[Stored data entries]

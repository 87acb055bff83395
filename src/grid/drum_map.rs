//! General MIDI drum map: default lane layout, lane labels and the
//! level <-> velocity mapping shared by playback, recording and exchange.

/// Highest accent level a cell can carry.
pub const MAX_LEVEL: u8 = 3;
/// Lowest level of a cell that is on.
pub const MIN_ON_LEVEL: u8 = 1;

/// Default lanes in display order (top to bottom).
pub const DEFAULT_DRUM_LANES: [(&str, u8); 8] = [
    ("RIM", 37),
    ("HTOM", 48),
    ("MTOM", 45),
    ("LTOM", 41),
    ("OHH", 46),
    ("CHH", 42),
    ("SNARE", 38),
    ("KICK", 36),
];

/// Lanes that keep their note binding no matter what gets recorded.
pub const CORE_NOTES: [u8; 4] = [36, 38, 42, 46];

const GM_DRUM_LABELS: [(u8, &str); 47] = [
    (35, "ABD"),
    (36, "KICK"),
    (37, "RIM"),
    (38, "SNARE"),
    (39, "CLAP"),
    (40, "ESNR"),
    (41, "LTOM"),
    (42, "CHH"),
    (43, "HFTOM"),
    (44, "PHH"),
    (45, "MTOM"),
    (46, "OHH"),
    (47, "LMTOM"),
    (48, "HTOM"),
    (49, "CRSH1"),
    (50, "HITOM"),
    (51, "RIDE1"),
    (52, "CHINA"),
    (53, "BELL"),
    (54, "TAMB"),
    (55, "SPLSH"),
    (56, "COWB"),
    (57, "CRSH2"),
    (58, "VIBRA"),
    (59, "RIDE2"),
    (60, "HBONG"),
    (61, "LBONG"),
    (62, "MCONG"),
    (63, "OCONG"),
    (64, "LCONG"),
    (65, "HTIMB"),
    (66, "LTIMB"),
    (67, "HAGOG"),
    (68, "LAGOG"),
    (69, "CABAS"),
    (70, "MARAC"),
    (71, "SWHIS"),
    (72, "LWHIS"),
    (73, "SGUIR"),
    (74, "LGUIR"),
    (75, "CLAVE"),
    (76, "HWOOD"),
    (77, "LWOOD"),
    (78, "MCUIC"),
    (79, "OCUIC"),
    (80, "MTRI"),
    (81, "OTRI"),
];

/// Short lane label for a GM drum note, `N<note>` outside the GM range.
pub fn drum_label(note: u8) -> String {
    GM_DRUM_LABELS
        .iter()
        .find(|(n, _)| *n == note)
        .map(|(_, label)| (*label).to_string())
        .unwrap_or_else(|| format!("N{}", note))
}

pub fn is_core_note(note: u8) -> bool {
    CORE_NOTES.contains(&note)
}

/// Representative MIDI velocity for an accent level.
pub fn level_to_velocity(level: u8) -> u8 {
    match level {
        0 => 0,
        1 => 48,
        2 => 88,
        _ => 120,
    }
}

/// Accent level for an incoming MIDI velocity.
pub fn velocity_to_level(velocity: u8) -> u8 {
    match velocity {
        0 => 0,
        1..=59 => 1,
        60..=109 => 2,
        _ => 3,
    }
}

pub fn clamp_on_level(level: u8) -> u8 {
    level.clamp(MIN_ON_LEVEL, MAX_LEVEL)
}

#[cfg(test)]
mod tests {
    use super::*;

    #[test]
    fn test_level_velocity_mapping_is_stable() {
        for level in 0..=MAX_LEVEL {
            assert_eq!(velocity_to_level(level_to_velocity(level)), level);
        }
    }

    #[test]
    fn test_velocity_thresholds() {
        assert_eq!(velocity_to_level(1), 1);
        assert_eq!(velocity_to_level(59), 1);
        assert_eq!(velocity_to_level(60), 2);
        assert_eq!(velocity_to_level(109), 2);
        assert_eq!(velocity_to_level(110), 3);
        assert_eq!(velocity_to_level(127), 3);
    }

    #[test]
    fn test_drum_label_fallback() {
        assert_eq!(drum_label(39), "CLAP");
        assert_eq!(drum_label(20), "N20");
    }

    #[test]
    fn test_default_lanes_cover_core_notes() {
        for note in CORE_NOTES {
            assert!(DEFAULT_DRUM_LANES.iter().any(|(_, n)| *n == note));
        }
    }
}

• _EXERCISE DETAILS_
Return, from the data, each line where the string "iter" occurs.

• _REPLY TO THE EXERCISE_
        .iter()
            assert!(DEFAULT_DRUM_LANES.iter().any(|(_, n)| *n == note));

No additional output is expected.